Cuba's new sports program allows the best players to retire early and take up position on teams in other countries. These other countries hire them due to Cuba's success in training winning athletes. These players earn a large salary, with about 80% of it going directly to the Cuban government. The players then pocket the other 20%, an amount greater than the average earnings of a Cuban resident. It is worthy to note that Castro abolished professional sport in Cuba at the beginning of the revolution, causing all leagues and teams to be considered amateur. However, this outflow of the best athletes and trainers began to take its toll when in 1997 Cuba ended its 10-year, 152-game, winning-streak at the baseball International Cup after losing to Japan 11 to 2. After this, Cuba began to offer material incentives like houses and cars to good players to keep them from playing for other countries. These offerings were not meant to keep completely talented Cubans from leaving the country, but instead to keep the system balanced. By 2007 there were 50 nations around the world employing several hundred Cuban sports trainers and coaches.

Boxing

Aside from traditional cockfighting, other gambling sports, and baseball; boxing was one of the most popular sports in pre-Revolutionary Cuba.
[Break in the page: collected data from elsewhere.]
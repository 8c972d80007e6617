//! biomegen CLI - procedural biome map and chunk generator.
//!
//! Composes a coarse biome map from Poisson-disk seeded Voronoi passes and
//! writes it, together with any selected detailed chunks, as PNG images.

use clap::{Args, Parser, Subcommand, ValueEnum};
use std::io::Write;
use std::path::PathBuf;
use std::sync::atomic::{AtomicU32, Ordering};
use std::sync::Arc;
use std::time::Instant;

use biomegen::biomes::{expected_pass_count, spacing_for_depth};
use biomegen::config::GeneratorConfig;
use biomegen::export::{export_biome_map_png, ChunkImageMode, PngChunkSink, PngExportOptions, BIOME_MAP_FILE};
use biomegen::logging::init_logging;
use biomegen::pipeline::{
    ChunkSelection, ChunkStage, CompositionStage, Pipeline, ProgressFn, StageConfig, World,
};
use biomegen::random::entropy_seed;
use biomegen::terrain::{Cell, ChunkConfig};
use biomegen::{Biome, CompositionConfig, OverrideRules};

/// Procedural biome map generator.
#[derive(Parser)]
#[command(name = "biomegen")]
#[command(author, version, about, long_about = None)]
struct Cli {
    #[command(subcommand)]
    command: Commands,
}

#[derive(Subcommand)]
enum Commands {
    /// Generate a biome map and, optionally, detailed chunks.
    Generate(GenerateArgs),

    /// Display information about a map configuration.
    Info {
        /// Continent radius in coarse cells.
        #[arg(short, long, default_value = "64")]
        depth: u32,

        /// Chunk width and height in pixels.
        #[arg(long, default_value = "256")]
        chunk_size: u32,

        /// Smallest refinement depth.
        #[arg(long, default_value = "4")]
        min_depth: u32,

        /// Refinement preset.
        #[arg(long, default_value = "fine")]
        variant: Variant,
    },
}

#[derive(Args)]
struct GenerateArgs {
    /// Continent radius in coarse cells; the map is 2*depth+1 wide.
    #[arg(short, long)]
    depth: Option<u32>,

    /// Random seed for reproducible generation.
    #[arg(short, long)]
    seed: Option<u64>,

    /// Output directory for generated files.
    #[arg(short, long, default_value = "./output")]
    output: PathBuf,

    /// Refinement preset [default: fine].
    #[arg(long)]
    variant: Option<Variant>,

    /// Smallest refinement depth.
    #[arg(long)]
    min_depth: Option<u32>,

    /// Candidate attempts per active sample.
    #[arg(long)]
    attempts: Option<usize>,

    /// Badlands ring radius as a multiple of depth.
    #[arg(long)]
    ring_scale: Option<f32>,

    /// Probability of each override rule (ruins, mountain, river).
    #[arg(long)]
    probability: Option<f64>,

    /// Chunk width and height in pixels.
    #[arg(long)]
    chunk_size: Option<u32>,

    /// Number of detail noise octaves.
    #[arg(long)]
    octaves: Option<u8>,

    /// Amplitude decay per detail octave.
    #[arg(long)]
    persistence: Option<f32>,

    /// Coarse cells to write as chunks: x,y,width,height.
    #[arg(long, value_parser = parse_region, conflicts_with = "all_chunks")]
    chunk_region: Option<ChunkSelection>,

    /// Write a chunk for every coarse cell.
    #[arg(long)]
    all_chunks: bool,

    /// How chunk images are drawn.
    #[arg(long, default_value = "shaded")]
    chunk_image: ChunkImage,

    /// Load settings from a JSON file; flags given on the command line win.
    #[arg(short, long)]
    config: Option<PathBuf>,

    /// Write the effective settings to a JSON file.
    #[arg(long)]
    save_config: Option<PathBuf>,

    /// Log debug output.
    #[arg(short, long)]
    verbose: bool,
}

#[derive(Clone, Copy, ValueEnum)]
enum Variant {
    /// Refine down to the minimum depth with sparse overrides.
    Fine,
    /// One refinement pass with denser overrides.
    Coarse,
}

#[derive(Clone, Copy, ValueEnum)]
enum ChunkImage {
    /// Flat biome colors.
    Biome,
    /// 16-bit grayscale detail values.
    Detail,
    /// Biome colors shaded by detail.
    Shaded,
}

impl From<ChunkImage> for ChunkImageMode {
    fn from(image: ChunkImage) -> Self {
        match image {
            ChunkImage::Biome => ChunkImageMode::Biome,
            ChunkImage::Detail => ChunkImageMode::Detail,
            ChunkImage::Shaded => ChunkImageMode::Shaded,
        }
    }
}

fn parse_region(s: &str) -> Result<ChunkSelection, String> {
    let parts: Vec<&str> = s.split(',').map(str::trim).collect();
    if parts.len() != 4 {
        return Err(format!("expected x,y,width,height, got '{s}'"));
    }
    let mut values = [0u32; 4];
    for (value, part) in values.iter_mut().zip(&parts) {
        *value = part
            .parse()
            .map_err(|e| format!("invalid number '{part}': {e}"))?;
    }
    Ok(ChunkSelection::Region {
        x: values[0],
        y: values[1],
        width: values[2],
        height: values[3],
    })
}

fn main() {
    let cli = Cli::parse();

    match cli.command {
        Commands::Generate(args) => {
            init_logging(args.verbose);
            run_generate(args);
        }
        Commands::Info {
            depth,
            chunk_size,
            min_depth,
            variant,
        } => {
            run_info(depth, chunk_size, min_depth, variant);
        }
    }
}

fn composition_preset(variant: Variant, depth: u32) -> CompositionConfig {
    match variant {
        Variant::Fine => CompositionConfig::fine(depth),
        Variant::Coarse => CompositionConfig::coarse(depth),
    }
}

/// Prints "NN% complete" on one line whenever the percentage grows.
fn progress_line() -> ProgressFn {
    let shown = AtomicU32::new(0);
    Arc::new(move |fraction: f32| {
        let percent = (fraction.clamp(0.0, 1.0) * 100.0) as u32;
        if shown.fetch_max(percent, Ordering::Relaxed) < percent {
            print!("\r  {:>3}% complete", percent);
            let _ = std::io::stdout().flush();
        }
    })
}

fn build_config(args: &GenerateArgs) -> GeneratorConfig {
    let mut config = match &args.config {
        Some(path) => GeneratorConfig::load(path).unwrap_or_else(|e| {
            eprintln!("Error: Cannot load {}: {}", path.display(), e);
            std::process::exit(1);
        }),
        None => GeneratorConfig {
            composition: composition_preset(
                args.variant.unwrap_or(Variant::Fine),
                args.depth.unwrap_or(64),
            ),
            ..Default::default()
        },
    };

    if let Some(depth) = args.depth {
        config.composition.depth = depth;
    }
    if let (Some(_), Some(variant)) = (&args.config, args.variant) {
        let preset = composition_preset(variant, config.composition.depth);
        config.composition.max_refinements = preset.max_refinements;
        config.composition.overrides = preset.overrides;
    }
    if let Some(min_depth) = args.min_depth {
        config.composition.min_depth = min_depth;
    }
    if let Some(attempts) = args.attempts {
        config.composition.attempts = attempts;
    }
    if let Some(ring_scale) = args.ring_scale {
        config.composition.ring_scale = ring_scale;
    }
    if let Some(p) = args.probability {
        let rules = &config.composition.overrides;
        config.composition.overrides = OverrideRules {
            protected: rules.protected.clone(),
            river_protected: rules.river_protected.clone(),
            ..OverrideRules::with_probability(p)
        };
    }
    if let Some(size) = args.chunk_size {
        config.chunks.size = size;
    }
    if let Some(octaves) = args.octaves {
        config.detail.octaves = octaves;
    }
    if let Some(persistence) = args.persistence {
        config.detail.persistence = persistence;
    }
    if args.seed.is_some() {
        config.seed = args.seed;
    }
    config
}

fn run_generate(args: GenerateArgs) {
    let mut config = build_config(&args);

    // Validate parameters
    if let Err(e) = config.validate() {
        eprintln!("Error: {}", e);
        std::process::exit(1);
    }

    let seed = config.seed.unwrap_or_else(entropy_seed);
    config.seed = Some(seed);

    if let Some(path) = &args.save_config {
        if let Err(e) = config.save(path) {
            eprintln!("Error: Cannot save config to {}: {}", path.display(), e);
            std::process::exit(1);
        }
    }

    let selection = if args.all_chunks {
        Some(ChunkSelection::All)
    } else {
        args.chunk_region
    };

    let output = args.output;
    let side = config.composition.domain_size();
    println!("biomegen - Procedural Biome Map Generator");
    println!("=========================================");
    println!("Depth: {} ({}x{} coarse cells)", config.composition.depth, side, side);
    println!("Seed: {}", seed);
    println!("Output: {}", output.display());

    if let Err(e) = std::fs::create_dir_all(&output) {
        eprintln!("Error: Cannot create output directory: {}", e);
        std::process::exit(1);
    }

    let start = Instant::now();

    let mut pipeline = Pipeline::new(StageConfig::with_seed(seed));
    pipeline.add_stage(CompositionStage::new(config.composition.clone()).with_progress(progress_line()));

    if let Some(selection) = selection {
        let sink = PngChunkSink::new(&output, args.chunk_image.into(), PngExportOptions::fast())
            .unwrap_or_else(|e| {
                eprintln!("Error: {}", e);
                std::process::exit(1);
            });
        pipeline.add_stage(
            ChunkStage::new(config.chunks.clone(), config.detail.clone(), selection, Arc::new(sink))
                .with_progress(progress_line()),
        );
        println!(
            "Chunks: {}x{} pixels, {} octaves",
            config.chunks.size, config.chunks.size, config.detail.octaves
        );
    } else {
        println!("Chunks: SKIPPED (use --chunk-region or --all-chunks)");
    }

    let mut world = World::default();
    pipeline
        .run_with_callbacks(
            &mut world,
            |name, i, total| {
                println!("\n[{}/{}] {}...", i + 1, total, name);
            },
            |name, _, _| {
                println!("\r  {} complete", name);
            },
        )
        .unwrap_or_else(|e| {
            eprintln!("\nError: {}", e);
            std::process::exit(1);
        });

    let gen_time = start.elapsed();
    println!("\nGeneration completed in {:.2?}", gen_time);

    println!("\nPasses:");
    for pass in &world.passes {
        println!(
            "  #{:<2} depth {:>4}  spacing {:>5}  samples {:>7}  overrides {:>5}  degenerate {}",
            pass.index,
            pass.depth,
            pass.spacing,
            pass.samples,
            pass.overrides.total(),
            pass.tessellation.degenerate
        );
    }
    if world.chunks_written > 0 {
        println!("Chunks written: {}", world.chunks_written);
    }

    let Some(map) = world.biome_map.as_ref() else {
        eprintln!("Error: No biome map was produced");
        std::process::exit(1);
    };

    let export_start = Instant::now();
    let map_path = output.join(BIOME_MAP_FILE);
    if let Err(e) = export_biome_map_png(map, &map_path, &PngExportOptions::default()) {
        eprintln!("Error exporting biome map: {}", e);
        std::process::exit(1);
    }
    println!("\nExported {}", map_path.display());

    let counts = map.biome_histogram();
    let mut hist: Vec<(Biome, usize)> = Biome::ALL
        .iter()
        .map(|b| (*b, counts[b.as_u8() as usize]))
        .collect();
    hist.sort_by(|a, b| b.1.cmp(&a.1));
    println!("\nBiome coverage:");
    let total = map.pixel_count() as f64;
    for (biome, count) in hist {
        println!("  {:<9} {:>6.2}%", biome.name(), 100.0 * count as f64 / total);
    }

    println!("\nExport completed in {:.2?}", export_start.elapsed());
    println!("Total time: {:.2?}", start.elapsed());
    println!("Done!");
}

fn run_info(depth: u32, chunk_size: u32, min_depth: u32, variant: Variant) {
    let mut config = match variant {
        Variant::Fine => GeneratorConfig::fine(depth),
        Variant::Coarse => GeneratorConfig::coarse(depth),
    };
    config.composition.min_depth = min_depth;
    config.chunks = ChunkConfig {
        size: chunk_size,
        ..Default::default()
    };
    if let Err(e) = config.validate() {
        eprintln!("Error: {}", e);
        std::process::exit(1);
    }

    let side = config.composition.domain_size() as u64;
    let coarse_cells = side * side;
    let passes = expected_pass_count(depth, min_depth, config.composition.max_refinements);
    let chunk_pixels = (chunk_size as u64) * (chunk_size as u64);
    let total_pixels = coarse_cells * chunk_pixels;

    let bytes_map = coarse_cells * std::mem::size_of::<Cell>() as u64;
    let bytes_chunk = config.chunks.chunk_bytes() as u64;
    let bytes_chunk_png = chunk_pixels * 3;

    println!("biomegen - Map Configuration Info");
    println!("=================================");
    println!();
    println!("Depth: {} ({}x{} coarse cells)", depth, side, side);
    println!("Passes: {}", passes);
    let mut d = depth;
    for i in 0..passes {
        println!("  #{:<2} depth {:>5}  spacing {:>5}", i, d, spacing_for_depth(d));
        d >>= 1;
    }
    println!();
    println!("Chunks: {} of {}x{} pixels", coarse_cells, chunk_size, chunk_size);
    println!("  Full-resolution pixels: {:>16}", total_pixels);
    println!();
    println!("Memory usage (in-memory):");
    println!("  Coarse map:  {:>12} bytes ({:.2} MB)", bytes_map, bytes_map as f64 / 1024.0 / 1024.0);
    println!("  Per chunk:   {:>12} bytes ({:.2} MB)", bytes_chunk, bytes_chunk as f64 / 1024.0 / 1024.0);
    println!();
    println!("Export file sizes (uncompressed upper bound):");
    println!("  Biome map:   {:>12} bytes", coarse_cells * 3);
    println!("  Per chunk:   {:>12} bytes", bytes_chunk_png);
    let all = bytes_chunk_png * coarse_cells;
    println!("  All chunks:  {:>12} bytes ({:.2} GB)", all, all as f64 / 1024.0 / 1024.0 / 1024.0);
}

#[cfg(test)]
mod tests {
    use super::*;

    fn generate_args(extra: &[&str]) -> GenerateArgs {
        let mut argv = vec!["biomegen", "generate"];
        argv.extend_from_slice(extra);
        match Cli::try_parse_from(argv).unwrap().command {
            Commands::Generate(args) => args,
            Commands::Info { .. } => unreachable!(),
        }
    }

    #[test]
    fn test_variant_flag_overrides_config_file() {
        let dir = tempfile::tempdir().unwrap();
        let path = dir.path().join("fine.json");
        GeneratorConfig::fine(32).save(&path).unwrap();
        let path = path.to_str().unwrap();

        let kept = build_config(&generate_args(&["--config", path]));
        assert_eq!(kept.composition, CompositionConfig::fine(32));

        let coarse = build_config(&generate_args(&["--config", path, "--variant", "coarse"]));
        assert_eq!(coarse.composition, CompositionConfig::coarse(32));

        // Later flags still refine the preset.
        let tuned = build_config(&generate_args(&[
            "--config", path, "--variant", "coarse", "--depth", "16", "--probability", "0.5",
        ]));
        assert_eq!(tuned.composition.depth, 16);
        assert_eq!(tuned.composition.max_refinements, Some(1));
        assert_eq!(tuned.composition.overrides, OverrideRules::with_probability(0.5));
    }

    #[test]
    fn test_variant_defaults_to_fine() {
        let config = build_config(&generate_args(&["--depth", "24"]));
        assert_eq!(config.composition, CompositionConfig::fine(24));
    }

    #[test]
    fn test_parse_region() {
        assert_eq!(
            parse_region("1, 2,3,4"),
            Ok(ChunkSelection::Region { x: 1, y: 2, width: 3, height: 4 })
        );
        assert!(parse_region("1,2,3").is_err());
        assert!(parse_region("a,2,3,4").is_err());
    }
}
Boxing is still very popular on the island today. In 1992, there were over 16,000 boxers on the island. Across Cuba today there are 494 boxing coaches and 185 facilities. Of the 99,000 athletes in Cuba currently, 19,000 are boxers, including 81 of Olympic competence, with only twelve making the olympic team.

Baseball

Baseball is the most popular sport in Cuba; 62% of the population plays it. Baseball is the official sport of Cuba.
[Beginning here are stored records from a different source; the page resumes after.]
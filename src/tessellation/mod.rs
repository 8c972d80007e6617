//! Nearest-seed region assignment over a sampled background grid.

mod region;

pub use region::{assign_regions, BoundaryRing, TessellationReport, SCAN_REACH};
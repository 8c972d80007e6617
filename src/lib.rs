//! Procedural biome map and chunk generator.
//!
//! A coarse biome map is composed from repeated Poisson-disk sampling and
//! nearest-seed tessellation passes at halving spacing. Each coarse cell is
//! then re-tessellated into a seamless tile and given a multi-octave value
//! noise detail channel.

pub mod biomes;
pub mod config;
pub mod error;
pub mod export;
pub mod logging;
pub mod noise;
pub mod pipeline;
pub mod random;
pub mod sampling;
pub mod terrain;
pub mod tessellation;

pub use biomes::{Biome, BiomeComposer, BiomeMap, CompositionConfig, OverrideRules};
pub use config::GeneratorConfig;
pub use error::GenerationError;
pub use noise::DetailNoiseConfig;
pub use pipeline::{ChunkSelection, ChunkStage, CompositionStage, GenerationStage, Pipeline, StageConfig, World};
pub use terrain::{Cell, Chunk, ChunkConfig, ChunkSeeding, ChunkTessellator, Surface};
Beach volleyball & Volleyball
Cuba featured a women's national team in beach volleyball that competed at the 2018–2020 NORCECA Beach Volleyball Continental Cup.
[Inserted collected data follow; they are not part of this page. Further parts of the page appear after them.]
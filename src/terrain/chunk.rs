//! Tile-resolution re-tessellation of the coarse biome map.
//!
//! Every coarse cell owns one seed inside its tile. A chunk is painted from
//! the seeds of its own cell and of its in-bounds 3×3 neighbors, projected
//! into the chunk's local coordinates, so that region borders run across
//! tile edges without seams.

use glam::I64Vec2;
use rand::Rng;
use serde::{Deserialize, Serialize};

use super::surface::Surface;
use crate::biomes::Biome;
use crate::error::GenerationError;
use crate::random::{cell_rng, Stream};

/// Where each coarse cell places its seed inside its tile.
#[derive(Debug, Clone, Copy, Default, PartialEq, Eq, Serialize, Deserialize)]
#[serde(rename_all = "snake_case")]
pub enum ChunkSeeding {
    /// `(size / 2, size / 2)`; chunks reproduce the coarse map block by block.
    Centered,
    /// Uniform offset in `[0, size)²` drawn from the cell's own stream.
    #[default]
    Jittered,
}

/// Configuration for chunk materialization.
#[derive(Debug, Clone, PartialEq, Serialize, Deserialize)]
pub struct ChunkConfig {
    /// Chunk width and height in pixels.
    pub size: u32,
    pub seeding: ChunkSeeding,
}

impl Default for ChunkConfig {
    fn default() -> Self {
        Self {
            size: 256,
            seeding: ChunkSeeding::Jittered,
        }
    }
}

impl ChunkConfig {
    pub fn validate(&self) -> Result<(), GenerationError> {
        if self.size == 0 {
            return Err(GenerationError::config("chunk size must be positive"));
        }
        if self.size > i32::MAX as u32 / 3 {
            return Err(GenerationError::config(format!(
                "chunk size {} is too large",
                self.size
            )));
        }
        Ok(())
    }

    /// Bytes held by one materialized chunk.
    pub fn chunk_bytes(&self) -> usize {
        let side = self.size as usize;
        side * side * std::mem::size_of::<super::Cell>()
    }
}

/// One materialized tile.
#[derive(Debug, Clone, PartialEq)]
pub struct Chunk {
    /// Coarse cell this chunk was built from.
    pub x: u32,
    pub y: u32,
    pub surface: Surface,
}

impl Chunk {
    pub fn size(&self) -> u32 {
        self.surface.width()
    }
}

/// A seed projected into a chunk's local coordinate space.
#[derive(Debug, Clone, Copy, PartialEq, Eq)]
pub struct NeighborSeed {
    pub local: I64Vec2,
    pub biome: Biome,
}

/// Materializes chunks from a finished coarse map.
///
/// Holds only shared references, so one tessellator can serve many threads.
pub struct ChunkTessellator<'a> {
    coarse: &'a Surface,
    config: ChunkConfig,
    seed: u64,
}

impl<'a> ChunkTessellator<'a> {
    /// `seed` is the master seed; seed offsets depend only on it and the
    /// coarse coordinate.
    pub fn new(coarse: &'a Surface, config: ChunkConfig, seed: u64) -> Result<Self, GenerationError> {
        config.validate()?;
        Ok(Self {
            coarse,
            config,
            seed,
        })
    }

    pub fn config(&self) -> &ChunkConfig {
        &self.config
    }

    /// Number of chunks the coarse map yields.
    pub fn chunk_count(&self) -> usize {
        self.coarse.pixel_count()
    }

    /// Seed offset of coarse cell `(cx, cy)` inside its own tile.
    pub fn seed_offset(&self, cx: u32, cy: u32) -> I64Vec2 {
        let size = self.config.size;
        match self.config.seeding {
            ChunkSeeding::Centered => I64Vec2::splat((size / 2) as i64),
            ChunkSeeding::Jittered => {
                let mut rng = cell_rng(self.seed, Stream::ChunkSeeds, cx, cy);
                let x = rng.random_range(0..size);
                let y = rng.random_range(0..size);
                I64Vec2::new(x as i64, y as i64)
            }
        }
    }

    /// Seeds visible from chunk `(cx, cy)`: its own first, then the
    /// in-bounds neighbors row by row.
    pub fn neighborhood(&self, cx: u32, cy: u32) -> Result<Vec<NeighborSeed>, GenerationError> {
        self.check_coord(cx, cy)?;
        let size = self.config.size as i64;
        let mut seeds = Vec::with_capacity(9);
        seeds.push(NeighborSeed {
            local: self.seed_offset(cx, cy),
            biome: self.coarse.biome(cx, cy),
        });

        for dy in -1i64..=1 {
            for dx in -1i64..=1 {
                if dx == 0 && dy == 0 {
                    continue;
                }
                let nx = cx as i64 + dx;
                let ny = cy as i64 + dy;
                if nx < 0
                    || ny < 0
                    || nx >= self.coarse.width() as i64
                    || ny >= self.coarse.height() as i64
                {
                    continue;
                }
                let offset = self.seed_offset(nx as u32, ny as u32);
                seeds.push(NeighborSeed {
                    local: I64Vec2::new(dx * size, dy * size) + offset,
                    biome: self.coarse.biome(nx as u32, ny as u32),
                });
            }
        }
        Ok(seeds)
    }

    /// Builds the tagged chunk for coarse cell `(cx, cy)`.
    pub fn materialize(&self, cx: u32, cy: u32) -> Result<Chunk, GenerationError> {
        let seeds = self.neighborhood(cx, cy)?;
        let size = self.config.size;
        let mut surface = Surface::new(size, size, seeds[0].biome)?;

        for y in 0..size {
            for x in 0..size {
                let p = I64Vec2::new(x as i64, y as i64);
                let mut best = seeds[0].biome;
                let mut best_dist = i64::MAX;
                for seed in &seeds {
                    let dist = (seed.local - p).length_squared();
                    if dist < best_dist {
                        best = seed.biome;
                        best_dist = dist;
                    }
                }
                surface.set_biome(x, y, best);
            }
        }

        Ok(Chunk {
            x: cx,
            y: cy,
            surface,
        })
    }

    fn check_coord(&self, cx: u32, cy: u32) -> Result<(), GenerationError> {
        if cx >= self.coarse.width() || cy >= self.coarse.height() {
            return Err(GenerationError::config(format!(
                "chunk ({cx}, {cy}) is outside the {}x{} coarse map",
                self.coarse.width(),
                self.coarse.height()
            )));
        }
        Ok(())
    }
}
The most famous and known player is Melissa Vargas. She is currently playing for Turkey and will take place in Turkish National Volleyball team.

Football

Athletics

There are a wide variety of popular sports in Cuba. For instance, baseball, which became highly popular starting in the 1870s, when Nemesio Guillot started the first baseball club in the country. Chess is an example of an international game that gathered tremendous amounts of popularity in Cuba. This surge in popularity is attributed to chess grandmaster José Raul Capablanca. It became a very important sport in Cuba, to the point where it is apart of the elementary school curriculum.

Basketball

Basketball is one of the top sports in Cuba, yet it is not as popular as baseball and boxing. The Cuban national basketball team won the bronze medal in basketball at the 1972 Summer Olympics after defeating Italy in their last match.

Cricket

Cricket is a relatively small sport in Cuba. Castro believed that young people on the island were becoming too Americanized and wanted Cuba to feel more affinity with the Caribbean. UK Sport, the body responsible for promoting and supporting sport across Britain, answered a request from Cuba's sports chiefs and provided money for a fact-finding mission which it hoped would lead to a four-year plan to develop Cuban cricket.

Wrestling
Cuba had the strongest Greco-Roman wrestling team in the Western hemisphere and one of the strongest teams in the world. They claimed the team championship title numerous times at the Pan American Wrestling Championships, Pan American Games, Central American and Caribbean Games. The Cuban freestyle wrestling team in its achievements is second only to the United States national team in the Americas.